The next day after school, Megan asked her mother – Tina Meier restricted Megan’s online access – to log on the computer so Megan could check for new messages. What she found horrified her. Josh was still sending mean notes. And he had apparently been sharing her messages with others.
Now the online community was abuzz with invective. Megan was fat. Megan was a slut.
Megan was destroyed. Especially after one last hateful message from Josh. You’re a bad person, he said. Everybody hates you. The world would be better without you.
He got his wish just hours later. Megan Meier hanged herself that night.
Weeks later, her family got the punch line. There never was a Josh. He was a fiction, created by the parents, Curt and Lori Drew, of the girl who had once been Megan’s friend.
People have threatened and harassed the Drews, and there are fears for their safety. No fears of prosecution, though; what they did broke no laws. But me, I don’t want to hurt or jail them. I just want them to know how funny that joke was. How hee-fricking-larious.

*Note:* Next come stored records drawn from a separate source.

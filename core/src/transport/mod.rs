// Transport module — the boundary between the mesh core and the radio

pub mod abstraction;
pub mod local;

pub use abstraction::{
    ChannelSink, DeliverySink, MeshEvent, Transport, TransportError, TransportEvent,
};
pub use local::{pump_until_idle, LocalHub, LocalNode, LocalTransport};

No one wants acceptance quite as desperately as an adolescent girl who has never been the most popular, never been the prettiest. What brilliance, what comic genius, to take that vulnerability and use it against her.
So no, I don’t want these folks hurt. I want them healthy. I want them long-lived. And I want them to be reminded, every day of their long, healthy lives, what a great joke they pulled.
They really paid Megan back. They really got her good.